Warfarin is said to change prothrombin time (PT) but not activated partial thromboplastin time (aPTT) (for practical purposes at least anyways, not really sure). But looking at the mechanism of action of warfarin, I don't see why that is.

Warfarin works by inhibiting vitamin K, or more specifically, vitamin K-mediated post-transnational modifications of certain clotting factors (X, IX, VII and II) which are important for the activity of said clotting factors. Warfarin affects factors in both the extrinsic and intrinsic pathway (and maybe a bit silly and irrelevant, but the same number of factors in each too; 3 by 3!). So, why is it that PT is affected by warfarin but aPTT isn't? I looked a lot and couldn't really find any satisfactory answer (there weren't many answers to begin with either). What I've found and have gotten from my professor are the following points:

  1. Warfarin's effect is more pronounced on PT because factor VII (the first factor in the extrinsic pathway) has the shortest half-life and is therefore the quickest to get depleted. But in that case, warfarin usually takes a few days to be considered effective enough to stop administering patients heparin with it; wouldn't all the affected factors be depleted enough by that time to also affect aPTT?
  2. Warfarin affects factor VII, which is the initiating factor (tissue factor aside) for the extrinsic pathway, which is why it affects PT more? Honestly I don't know how these tests work exactly so I'm not sure if this would matter. This was what my professor answered with when a student asked (or at least it's what I recall).
  • This doesn't answer your questions, but is an interesting complement to what you asked: medicalsciences.stackexchange.com/questions/23407/…
    – D.Tan
    Commented May 28, 2020 at 16:28
  • Oh yeah I actually saw that too and bookmarked it. It was one of the “questions that might be similar to yours” thingy when I was typing this question.
    – Dahen
    Commented May 28, 2020 at 16:31

1 Answer 1


According to UpToDate:

At levels of therapeutic anticoagulation, VKAs (vitamin K antagonists) typically cause only mild prolongation (or do not prolong) the activated partial thromboplastin time (aPTT), and they do not prolong the anti-factor Xa activity level, a test typically used to measure the effect of heparin or direct oral factor Xa inhibitors

I was not able to find a mechanism for why VKAs might not prolong aPTT, but there is evidence to suggest that it can prolong aPTT, especially at higher doses and has an additive effect when administered with heparin.

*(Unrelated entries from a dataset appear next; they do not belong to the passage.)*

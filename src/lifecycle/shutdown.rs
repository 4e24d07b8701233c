//! One-shot shutdown broadcast.
//!
//! A [`ShutdownTrigger`] fires at most once. Any number of [`ShutdownSignal`]
//! handles, including ones created after the trigger fired, observe the same
//! terminal state.

use tokio::sync::watch;

/// Owning side of the shutdown broadcast.
#[derive(Debug)]
pub struct ShutdownTrigger {
    tx: watch::Sender<bool>,
}

impl ShutdownTrigger {
    /// Create a new, unfired trigger.
    pub fn new() -> Self {
        let (tx, _) = watch::channel(false);
        Self { tx }
    }

    /// Get a read-only handle to the signal.
    pub fn subscribe(&self) -> ShutdownSignal {
        ShutdownSignal {
            rx: self.tx.subscribe(),
        }
    }

    /// Fire the signal. Returns `true` only for the call that fired it.
    pub fn trigger(&self) -> bool {
        self.tx.send_if_modified(|fired| {
            if *fired {
                false
            } else {
                *fired = true;
                true
            }
        })
    }

    /// Whether the signal has fired.
    pub fn is_triggered(&self) -> bool {
        *self.tx.borrow()
    }
}

impl Default for ShutdownTrigger {
    fn default() -> Self {
        Self::new()
    }
}

/// Read-only handle to a [`ShutdownTrigger`].
#[derive(Debug, Clone)]
pub struct ShutdownSignal {
    rx: watch::Receiver<bool>,
}

impl ShutdownSignal {
    /// Whether the signal has fired.
    pub fn is_fired(&self) -> bool {
        *self.rx.borrow()
    }

    /// Wait until the signal fires.
    ///
    /// Also returns if the trigger is dropped without firing, since nothing
    /// can fire it after that.
    pub async fn wait(&self) {
        let mut rx = self.rx.clone();
        let _ = rx.wait_for(|fired| *fired).await;
    }
}
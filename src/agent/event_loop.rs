//! Event consumption loop.
//!
//! Runs for the agent's whole running lifetime and only logs what it sees.
//! Reacting to membership changes (rebalancing, scheduling) would hook in
//! at [`EventLoop::handle`].

use std::sync::Arc;

use tokio::sync::mpsc;

use crate::agent::ShutdownState;
use crate::lifecycle::ShutdownSignal;
use crate::membership::Event;
use crate::observability::metrics;

pub(crate) struct EventLoop {
    node_name: String,
    events: mpsc::Receiver<Event>,
    service_shutdown: ShutdownSignal,
    state: Arc<ShutdownState>,
}

impl EventLoop {
    pub(crate) fn new(
        node_name: String,
        events: mpsc::Receiver<Event>,
        service_shutdown: ShutdownSignal,
        state: Arc<ShutdownState>,
    ) -> Self {
        Self {
            node_name,
            events,
            service_shutdown,
            state,
        }
    }

    /// Consume events until the membership service shuts down.
    ///
    /// Events still buffered when the shutdown is noticed are dropped.
    pub(crate) async fn run(mut self) {
        tracing::info!("Listening for events");

        let mut events_open = true;
        loop {
            tokio::select! {
                event = self.events.recv(), if events_open => match event {
                    Some(event) => self.handle(&event),
                    None => {
                        tracing::debug!("Event channel closed");
                        events_open = false;
                    }
                },
                _ = self.service_shutdown.wait() => {
                    tracing::warn!("Membership shutdown detected, quitting");
                    if self.state.service_stopped() {
                        metrics::record_shutdown("service_stopped");
                    }
                    return;
                }
            }
        }
    }

    fn handle(&self, event: &Event) {
        tracing::info!(event = %event, "Received event");

        match event {
            Event::Member(member_event) => {
                metrics::record_member_event(member_event.event_type.as_str());
                for member in &member_event.members {
                    tracing::debug!(
                        node = %self.node_name,
                        member = %member.name,
                        status = %member.status,
                        event = %member_event.event_type,
                        "Member event"
                    );
                }
            }
            Event::User(user_event) => {
                metrics::record_user_event();
                tracing::debug!(
                    name = %user_event.name,
                    ltime = user_event.ltime,
                    payload_bytes = user_event.payload.len(),
                    "User event"
                );
            }
        }
    }
}
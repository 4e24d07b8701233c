//! Shared utilities for integration testing.

use std::sync::atomic::{AtomicUsize, Ordering};
use std::sync::{Arc, Mutex};
use std::time::Duration;

use gcron::lifecycle::{ShutdownSignal, ShutdownTrigger};
use gcron::membership::{
    Event, Member, MembershipError, MembershipProvider, MembershipService, ServiceConfig,
};

/// Scripted membership backend shared between a provider and its service.
#[derive(Default)]
pub struct Mock {
    pub create_delay: Duration,
    pub leave_delay: Duration,
    pub fail_create: bool,
    pub fail_leave: bool,
    pub leave_calls: AtomicUsize,
    pub config: Mutex<Option<ServiceConfig>>,
    pub trigger: ShutdownTrigger,
}

#[allow(dead_code)]
impl Mock {
    pub fn leave_calls(&self) -> usize {
        self.leave_calls.load(Ordering::SeqCst)
    }

    /// The config the agent handed to `create`.
    pub fn service_config(&self) -> ServiceConfig {
        self.config
            .lock()
            .unwrap()
            .clone()
            .expect("service was not created")
    }

    /// Whether `create` was never reached.
    pub fn config_is_empty(&self) -> bool {
        self.config.lock().unwrap().is_none()
    }

    /// Push an event as the gossip layer would.
    pub async fn emit(&self, event: Event) {
        self.service_config().event_tx.send(event).await.unwrap();
    }

    /// Events still waiting in the agent's channel.
    pub fn queued_events(&self) -> usize {
        let tx = self.service_config().event_tx;
        tx.max_capacity() - tx.capacity()
    }

    /// Simulate the service failing on its own.
    pub fn stop_service(&self) {
        self.trigger.trigger();
    }
}

#[derive(Clone)]
pub struct MockProvider(pub Arc<Mock>);

#[allow(dead_code)]
impl MockProvider {
    pub fn new(mock: Mock) -> (Self, Arc<Mock>) {
        let mock = Arc::new(mock);
        (Self(Arc::clone(&mock)), mock)
    }
}

pub struct MockService(Arc<Mock>);

impl MembershipProvider for MockProvider {
    type Service = MockService;

    async fn create(&self, config: ServiceConfig) -> Result<MockService, MembershipError> {
        tokio::time::sleep(self.0.create_delay).await;
        if self.0.fail_create {
            return Err(MembershipError::Service("create refused".into()));
        }
        *self.0.config.lock().unwrap() = Some(config);
        Ok(MockService(Arc::clone(&self.0)))
    }
}

impl MembershipService for MockService {
    fn shutdown_signal(&self) -> ShutdownSignal {
        self.0.trigger.subscribe()
    }

    async fn leave(&self) -> Result<(), MembershipError> {
        self.0.leave_calls.fetch_add(1, Ordering::SeqCst);
        tokio::time::sleep(self.0.leave_delay).await;
        if self.0.fail_leave {
            return Err(MembershipError::Service("leave refused".into()));
        }
        self.0.trigger.trigger();
        Ok(())
    }

    fn members(&self) -> Vec<Member> {
        Vec::new()
    }
}
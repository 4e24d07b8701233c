//! gcron node agent library.
//!
//! Brings a process up as a member of a gossip cluster, consumes membership
//! events and leaves the cluster cleanly on termination signals.

pub mod agent;
pub mod cli;
pub mod config;
pub mod lifecycle;
pub mod membership;
pub mod observability;

pub use agent::Agent;
pub use config::AgentConfig;
pub use lifecycle::LifecycleController;
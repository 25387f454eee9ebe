//! SCRFD face detector via ONNX Runtime.
//!
//! Letterboxes the RGB image into the 640×640 network input, decodes the
//! three anchor-free stride heads, and suppresses overlaps with greedy NMS.

use crate::types::BoundingBox;
use image::imageops::{self, FilterType};
use image::RgbImage;
use ndarray::Array4;
use ort::session::Session;
use ort::value::TensorRef;
use std::path::Path;
use thiserror::Error;

const SCRFD_INPUT_SIZE: u32 = 640;
const SCRFD_MEAN: f32 = 127.5;
const SCRFD_STD: f32 = 128.0;
const SCRFD_CONFIDENCE_THRESHOLD: f32 = 0.5;
const SCRFD_NMS_THRESHOLD: f32 = 0.4;
const SCRFD_STRIDES: [usize; 3] = [8, 16, 32];
const SCRFD_ANCHORS_PER_CELL: usize = 2;
const SCRFD_MIN_OUTPUTS: usize = 9;

/// [scores 8/16/32, bboxes 8/16/32, kps 8/16/32]
const POSITIONAL_LAYOUT: [StrideOutputIndices; 3] = [(0, 3, 6), (1, 4, 7), (2, 5, 8)];

#[derive(Error, Debug)]
pub enum DetectorError {
    #[error("model file not found: {0} — download det_10g.onnx from insightface into the model directory")]
    ModelNotFound(String),
    #[error("inference failed: {0}")]
    InferenceFailed(String),
    #[error("ort: {0}")]
    Ort(#[from] ort::Error),
}

/// Output tensor indices for one stride: (score_idx, bbox_idx, kps_idx).
type StrideOutputIndices = (usize, usize, usize);

/// Placement of the resized image inside the square network input.
#[derive(Debug, Clone, Copy)]
struct Letterbox {
    scale: f32,
    offset_x: u32,
    offset_y: u32,
    resized_w: u32,
    resized_h: u32,
}

impl Letterbox {
    fn fit(width: u32, height: u32, target: u32) -> Self {
        let scale = (target as f32 / width as f32).min(target as f32 / height as f32);
        let resized_w = ((width as f32 * scale).round() as u32).clamp(1, target);
        let resized_h = ((height as f32 * scale).round() as u32).clamp(1, target);
        Self {
            scale,
            offset_x: (target - resized_w) / 2,
            offset_y: (target - resized_h) / 2,
            resized_w,
            resized_h,
        }
    }

    /// Network-input coordinates back to source-image coordinates.
    fn unmap(&self, (x, y): (f32, f32)) -> (f32, f32) {
        (
            (x - self.offset_x as f32) / self.scale,
            (y - self.offset_y as f32) / self.scale,
        )
    }
}

/// Raw head outputs for one stride level.
struct StrideOutput<'a> {
    stride: usize,
    scores: &'a [f32],
    bboxes: &'a [f32],
    kps: &'a [f32],
}

impl StrideOutput<'_> {
    fn decode(&self, input_size: usize, letterbox: &Letterbox, threshold: f32) -> Vec<BoundingBox> {
        let grid_w = input_size / self.stride;
        let grid_h = input_size / self.stride;
        let anchors = grid_w * grid_h * SCRFD_ANCHORS_PER_CELL;
        let step = self.stride as f32;

        let mut detections = Vec::new();
        for idx in 0..anchors {
            let score = self.scores.get(idx).copied().unwrap_or(0.0);
            if score <= threshold {
                continue;
            }

            let Some(dist) = self.bboxes.get(idx * 4..idx * 4 + 4) else {
                continue;
            };

            let cell = idx / SCRFD_ANCHORS_PER_CELL;
            let ax = (cell % grid_w) as f32 * step;
            let ay = (cell / grid_w) as f32 * step;

            let (x1, y1) = letterbox.unmap((ax - dist[0] * step, ay - dist[1] * step));
            let (x2, y2) = letterbox.unmap((ax + dist[2] * step, ay + dist[3] * step));

            let landmarks = self.kps.get(idx * 10..idx * 10 + 10).map(|k| {
                std::array::from_fn(|i| {
                    letterbox.unmap((ax + k[i * 2] * step, ay + k[i * 2 + 1] * step))
                })
            });

            detections.push(BoundingBox {
                x: x1,
                y: y1,
                width: x2 - x1,
                height: y2 - y1,
                confidence: score,
                landmarks,
            });
        }
        detections
    }
}

/// SCRFD-based face detector.
pub struct FaceDetector {
    session: Session,
    input_size: u32,
    /// Per-stride output indices for strides [8, 16, 32].
    layout: [StrideOutputIndices; 3],
}

impl FaceDetector {
    /// Load the SCRFD ONNX model from the given path.
    pub fn load(model_path: &str, intra_threads: usize) -> Result<Self, DetectorError> {
        if !Path::new(model_path).exists() {
            return Err(DetectorError::ModelNotFound(model_path.to_string()));
        }

        let session = Session::builder()?
            .with_intra_threads(intra_threads)
            .map_err(ort::Error::from)?
            .commit_from_file(model_path)?;

        let output_names: Vec<String> =
            session.outputs().iter().map(|o| o.name().to_string()).collect();

        tracing::info!(
            path = model_path,
            inputs = ?session.inputs().iter().map(|i| (i.name(), i.dtype())).collect::<Vec<_>>(),
            outputs = ?output_names,
            "loaded SCRFD model"
        );

        if output_names.len() < SCRFD_MIN_OUTPUTS {
            return Err(DetectorError::InferenceFailed(format!(
                "SCRFD model requires {SCRFD_MIN_OUTPUTS} outputs (3 strides × score/bbox/kps), got {}",
                output_names.len()
            )));
        }

        let layout = discover_output_indices(&output_names);
        tracing::debug!(?layout, "SCRFD output tensor mapping");

        Ok(Self {
            session,
            input_size: SCRFD_INPUT_SIZE,
            layout,
        })
    }

    /// Detect faces in an RGB image, sorted by descending confidence.
    pub fn detect(&mut self, image: &RgbImage) -> Result<Vec<BoundingBox>, DetectorError> {
        if image.width() == 0 || image.height() == 0 {
            return Ok(Vec::new());
        }

        let letterbox = Letterbox::fit(image.width(), image.height(), self.input_size);
        let input = preprocess(image, &letterbox, self.input_size);

        let outputs = self.session.run(ort::inputs![TensorRef::from_array_view(input.view())?])?;

        let mut candidates = Vec::new();
        for (&stride, &(score_idx, bbox_idx, kps_idx)) in SCRFD_STRIDES.iter().zip(self.layout.iter()) {
            let extract = |idx: usize, what: &'static str| {
                outputs[idx]
                    .try_extract_tensor::<f32>()
                    .map(|(_, data)| data)
                    .map_err(|e| DetectorError::InferenceFailed(format!("{what} stride {stride}: {e}")))
            };

            let head = StrideOutput {
                stride,
                scores: extract(score_idx, "scores")?,
                bboxes: extract(bbox_idx, "bboxes")?,
                kps: extract(kps_idx, "kps")?,
            };
            candidates.extend(head.decode(
                self.input_size as usize,
                &letterbox,
                SCRFD_CONFIDENCE_THRESHOLD,
            ));
        }

        let faces = nms(candidates, SCRFD_NMS_THRESHOLD);
        tracing::debug!(faces = faces.len(), "SCRFD detection complete");
        Ok(faces)
    }
}

/// Letterbox an RGB image into a normalized NCHW tensor.
///
/// Padding is left at 0.0, which is the normalized value of `SCRFD_MEAN`.
fn preprocess(image: &RgbImage, letterbox: &Letterbox, input_size: u32) -> Array4<f32> {
    let resized = imageops::resize(image, letterbox.resized_w, letterbox.resized_h, FilterType::Triangle);
    let size = input_size as usize;
    let mut tensor = Array4::<f32>::zeros((1, 3, size, size));

    for (x, y, pixel) in resized.enumerate_pixels() {
        let tx = (x + letterbox.offset_x) as usize;
        let ty = (y + letterbox.offset_y) as usize;
        for c in 0..3 {
            tensor[[0, c, ty, tx]] = (pixel[c] as f32 - SCRFD_MEAN) / SCRFD_STD;
        }
    }

    tensor
}

/// Map output tensors to stride slots.
///
/// SCRFD exports name their outputs either `score_8`, `bbox_16`, `kps_32`, ...
/// or with opaque numeric ids; the latter use `POSITIONAL_LAYOUT`.
fn discover_output_indices(names: &[String]) -> [StrideOutputIndices; 3] {
    match named_layout(names) {
        Some(layout) => {
            tracing::info!("SCRFD: using name-based output tensor mapping");
            layout
        }
        None => {
            tracing::info!(?names, "SCRFD: output names not recognized, using positional mapping");
            POSITIONAL_LAYOUT
        }
    }
}

fn named_layout(names: &[String]) -> Option<[StrideOutputIndices; 3]> {
    let find = |prefix: &str, stride: usize| {
        let target = format!("{prefix}_{stride}");
        names.iter().position(|n| *n == target)
    };

    let mut layout = POSITIONAL_LAYOUT;
    for (slot, &stride) in layout.iter_mut().zip(SCRFD_STRIDES.iter()) {
        *slot = (find("score", stride)?, find("bbox", stride)?, find("kps", stride)?);
    }
    Some(layout)
}

/// Greedy Non-Maximum Suppression. Output is sorted by descending confidence.
fn nms(mut detections: Vec<BoundingBox>, iou_threshold: f32) -> Vec<BoundingBox> {
    detections.sort_by(|a, b| b.confidence.total_cmp(&a.confidence));

    let mut keep: Vec<BoundingBox> = Vec::with_capacity(detections.len());
    for det in detections {
        if keep.iter().all(|kept| kept.iou(&det) <= iou_threshold) {
            keep.push(det);
        }
    }
    keep
}

#[cfg(test)]
mod tests {
    use super::*;
    use image::Rgb;

    fn make_bbox(x: f32, y: f32, w: f32, h: f32, conf: f32) -> BoundingBox {
        BoundingBox { x, y, width: w, height: h, confidence: conf, landmarks: None }
    }

    #[test]
    fn test_nms_suppresses_overlapping() {
        let detections = vec![
            make_bbox(5.0, 5.0, 100.0, 100.0, 0.8),
            make_bbox(200.0, 200.0, 50.0, 50.0, 0.7),
            make_bbox(0.0, 0.0, 100.0, 100.0, 0.9),
        ];
        let result = nms(detections, 0.4);
        assert_eq!(result.len(), 2);
        assert!((result[0].confidence - 0.9).abs() < 1e-6);
        assert!((result[1].confidence - 0.7).abs() < 1e-6);
    }

    #[test]
    fn test_nms_empty() {
        assert!(nms(vec![], 0.4).is_empty());
    }

    #[test]
    fn test_letterbox_landscape() {
        let lb = Letterbox::fit(320, 240, 640);
        assert!((lb.scale - 2.0).abs() < 1e-6);
        assert_eq!((lb.resized_w, lb.resized_h), (640, 480));
        assert_eq!((lb.offset_x, lb.offset_y), (0, 80));

        let (x, y) = lb.unmap((100.0 * 2.0, 50.0 * 2.0 + 80.0));
        assert!((x - 100.0).abs() < 1e-4 && (y - 50.0).abs() < 1e-4);
    }

    #[test]
    fn test_preprocess_padding_and_channels() {
        let image = RgbImage::from_pixel(64, 32, Rgb([255, 127, 0]));
        let lb = Letterbox::fit(64, 32, 640);
        let tensor = preprocess(&image, &lb, 640);
        assert_eq!(tensor.shape(), &[1, 3, 640, 640]);

        // Padding row above the image
        assert_eq!(tensor[[0, 0, 0, 320]], 0.0);

        let (cx, cy) = (320, 320);
        assert!((tensor[[0, 0, cy, cx]] - (255.0 - SCRFD_MEAN) / SCRFD_STD).abs() < 1e-2);
        assert!((tensor[[0, 1, cy, cx]] - (127.0 - SCRFD_MEAN) / SCRFD_STD).abs() < 1e-2);
        assert!((tensor[[0, 2, cy, cx]] - (0.0 - SCRFD_MEAN) / SCRFD_STD).abs() < 1e-2);
    }

    #[test]
    fn test_decode_single_anchor() {
        let stride = 32;
        let grid = 640 / stride;
        let anchors = grid * grid * SCRFD_ANCHORS_PER_CELL;
        let mut scores = vec![0.0f32; anchors];
        let mut bboxes = vec![0.0f32; anchors * 4];
        let kps = vec![0.0f32; anchors * 10];

        // Cell (x=2, y=1), second anchor.
        let idx = (grid + 2) * SCRFD_ANCHORS_PER_CELL + 1;
        scores[idx] = 0.9;
        bboxes[idx * 4..idx * 4 + 4].copy_from_slice(&[1.0, 1.0, 1.0, 1.0]);

        let head = StrideOutput { stride, scores: &scores, bboxes: &bboxes, kps: &kps };
        let lb = Letterbox::fit(640, 640, 640);
        let dets = head.decode(640, &lb, 0.5);

        assert_eq!(dets.len(), 1);
        let d = &dets[0];
        assert!((d.x - 32.0).abs() < 1e-4 && (d.y - 0.0).abs() < 1e-4);
        assert!((d.width - 64.0).abs() < 1e-4 && (d.height - 64.0).abs() < 1e-4);
        let lms = d.landmarks.expect("landmarks decoded");
        assert!((lms[0].0 - 64.0).abs() < 1e-4 && (lms[0].1 - 32.0).abs() < 1e-4);
    }

    #[test]
    fn test_decode_skips_low_scores() {
        let scores = vec![0.5f32; 800];
        let head = StrideOutput { stride: 32, scores: &scores, bboxes: &[], kps: &[] };
        assert!(head.decode(640, &Letterbox::fit(640, 640, 640), 0.5).is_empty());
    }

    #[test]
    fn test_discover_output_indices_named() {
        let names: Vec<String> = [
            "bbox_8", "kps_8", "score_8",
            "bbox_16", "kps_16", "score_16",
            "bbox_32", "kps_32", "score_32",
        ].iter().map(|s| s.to_string()).collect();

        let indices = discover_output_indices(&names);
        assert_eq!(indices, [(2, 0, 1), (5, 3, 4), (8, 6, 7)]);
    }

    #[test]
    fn test_discover_output_indices_positional_fallback() {
        let names: Vec<String> = (0..9).map(|i: usize| (428 + i).to_string()).collect();
        assert_eq!(discover_output_indices(&names), POSITIONAL_LAYOUT);
    }
}
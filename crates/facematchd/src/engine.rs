use facematch_core::{AnalyzerError, FaceAnalyzer, Gallery, MatchResult, ThresholdMatcher};
use std::sync::Arc;
use thiserror::Error;
use tokio::sync::{mpsc, oneshot};

/// Requests queued for the engine thread before senders wait.
const ENGINE_QUEUE_DEPTH: usize = 4;

#[derive(Error, Debug)]
pub enum EngineError {
    #[error(transparent)]
    Analyzer(#[from] AnalyzerError),
    #[error("failed to spawn engine thread: {0}")]
    Spawn(#[source] std::io::Error),
    #[error("engine thread exited")]
    ChannelClosed,
}

/// Messages sent from HTTP handlers to the engine thread.
enum EngineRequest {
    Process {
        image: Vec<u8>,
        reply: oneshot::Sender<Result<Vec<MatchResult>, EngineError>>,
    },
}

/// Clone-safe handle to the engine thread.
#[derive(Clone)]
pub struct EngineHandle {
    tx: mpsc::Sender<EngineRequest>,
    gallery: Arc<Gallery>,
    matcher: ThresholdMatcher,
}

impl EngineHandle {
    /// Decode, detect, embed and match one uploaded image.
    pub async fn process(&self, image: Vec<u8>) -> Result<Vec<MatchResult>, EngineError> {
        let (reply_tx, reply_rx) = oneshot::channel();
        self.tx
            .send(EngineRequest::Process { image, reply: reply_tx })
            .await
            .map_err(|_| EngineError::ChannelClosed)?;
        reply_rx.await.map_err(|_| EngineError::ChannelClosed)?
    }

    pub fn gallery(&self) -> &Gallery {
        &self.gallery
    }

    pub fn matcher(&self) -> &ThresholdMatcher {
        &self.matcher
    }
}

/// Spawn the engine on a dedicated OS thread.
///
/// The analyzer holds the ONNX sessions and is used only from that thread.
/// The gallery must already be fully loaded; it is never modified afterwards.
pub fn spawn_engine(
    analyzer: Box<dyn FaceAnalyzer + Send>,
    gallery: Gallery,
    matcher: ThresholdMatcher,
) -> Result<EngineHandle, EngineError> {
    let gallery = Arc::new(gallery);
    let (tx, mut rx) = mpsc::channel::<EngineRequest>(ENGINE_QUEUE_DEPTH);

    let thread_gallery = Arc::clone(&gallery);
    let mut analyzer = analyzer;
    std::thread::Builder::new()
        .name("facematch-engine".into())
        .spawn(move || {
            tracing::info!(references = thread_gallery.len(), "engine thread started");
            while let Some(req) = rx.blocking_recv() {
                match req {
                    EngineRequest::Process { image, reply } => {
                        let result = run_process(&image, analyzer.as_mut(), &matcher, &thread_gallery);
                        let _ = reply.send(result);
                    }
                }
            }
            tracing::info!("engine thread exiting");
        })
        .map_err(EngineError::Spawn)?;

    Ok(EngineHandle { tx, gallery, matcher })
}

fn run_process(
    image: &[u8],
    analyzer: &mut (dyn FaceAnalyzer + Send),
    matcher: &ThresholdMatcher,
    gallery: &Gallery,
) -> Result<Vec<MatchResult>, EngineError> {
    let started = std::time::Instant::now();
    let results = facematch_core::process_image(image, analyzer, matcher, gallery)?;
    tracing::debug!(
        bytes = image.len(),
        faces = results.len(),
        elapsed_ms = started.elapsed().as_millis() as u64,
        "process: done"
    );
    Ok(results)
}
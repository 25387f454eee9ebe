use serde::{Deserialize, Serialize};

/// Label reported for a face that matches no reference entry.
pub const UNKNOWN_NAME: &str = "unknown";

/// Bounding box for a detected face, with optional facial landmarks.
#[derive(Debug, Clone, Serialize, Deserialize)]
pub struct BoundingBox {
    pub x: f32,
    pub y: f32,
    pub width: f32,
    pub height: f32,
    pub confidence: f32,
    /// Five-point facial landmarks: [left_eye, right_eye, nose, left_mouth, right_mouth].
    pub landmarks: Option<[(f32, f32); 5]>,
}

impl BoundingBox {
    pub fn area(&self) -> f32 {
        self.width.max(0.0) * self.height.max(0.0)
    }

    /// Intersection-over-Union with another box, 0.0 when both are empty.
    pub fn iou(&self, other: &BoundingBox) -> f32 {
        let left = self.x.max(other.x);
        let top = self.y.max(other.y);
        let right = (self.x + self.width).min(other.x + other.width);
        let bottom = (self.y + self.height).min(other.y + other.height);

        let overlap = (right - left).max(0.0) * (bottom - top).max(0.0);
        let union = self.area() + other.area() - overlap;
        if union > 0.0 { overlap / union } else { 0.0 }
    }
}

/// Face embedding vector (512-dimensional for ArcFace).
#[derive(Debug, Clone, Serialize, Deserialize)]
pub struct Embedding {
    pub values: Vec<f32>,
    /// Model version that produced this embedding (e.g., "w600k_r50").
    pub model_version: Option<String>,
}

impl Embedding {
    pub fn new(values: Vec<f32>) -> Self {
        Self { values, model_version: None }
    }

    /// Cosine similarity in [-1, 1]. Higher = more similar.
    ///
    /// Zero vectors compare as 0.0.
    pub fn similarity(&self, other: &Embedding) -> f32 {
        let (dot, norm_a, norm_b) = self
            .values
            .iter()
            .zip(other.values.iter())
            .fold((0.0f32, 0.0f32, 0.0f32), |(dot, na, nb), (a, b)| {
                (dot + a * b, na + a * a, nb + b * b)
            });

        let denom = norm_a.sqrt() * norm_b.sqrt();
        if denom > 0.0 { dot / denom } else { 0.0 }
    }

    pub fn euclidean_distance(&self, other: &Embedding) -> f32 {
        self.values
            .iter()
            .zip(other.values.iter())
            .map(|(a, b)| (a - b).powi(2))
            .sum::<f32>()
            .sqrt()
    }
}

/// A labelled embedding from the reference gallery.
#[derive(Debug, Clone, Serialize, Deserialize)]
pub struct ReferenceEntry {
    /// File name of the reference image, returned to clients verbatim.
    pub name: String,
    pub embedding: Embedding,
}

/// A face found in a probe image.
#[derive(Debug, Clone)]
pub struct DetectedFace {
    pub bbox: BoundingBox,
    pub embedding: Embedding,
}

/// Outcome of comparing one detected face against the whole gallery.
#[derive(Debug, Clone, PartialEq, Serialize, Deserialize)]
pub struct MatchResult {
    #[serde(rename = "match")]
    pub matched: bool,
    /// Every matching reference name in gallery order, or `["unknown"]`.
    #[serde(rename = "image_names")]
    pub names: Vec<String>,
}

impl MatchResult {
    pub fn unknown() -> Self {
        Self {
            matched: false,
            names: vec![UNKNOWN_NAME.to_string()],
        }
    }

    pub fn from_names(names: Vec<String>) -> Self {
        if names.is_empty() {
            Self::unknown()
        } else {
            Self { matched: true, names }
        }
    }
}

As your question alluded to, factor VII has the shortest half-life (4-6 hours), which makes the PT/INR coagulation tests most sensitive for testing warfarin's anticoagulation effect. Higher levels of warfarin might prolong aPTT, but is not as reliable for monitoring warfarin's effect.

  • I figured it might be a matter of PT just being a more sensitive test for warfarin than aPTT and not warfarin having no effect on aPTT at all. Issue is my professors take the latter to be true which added to the confusion.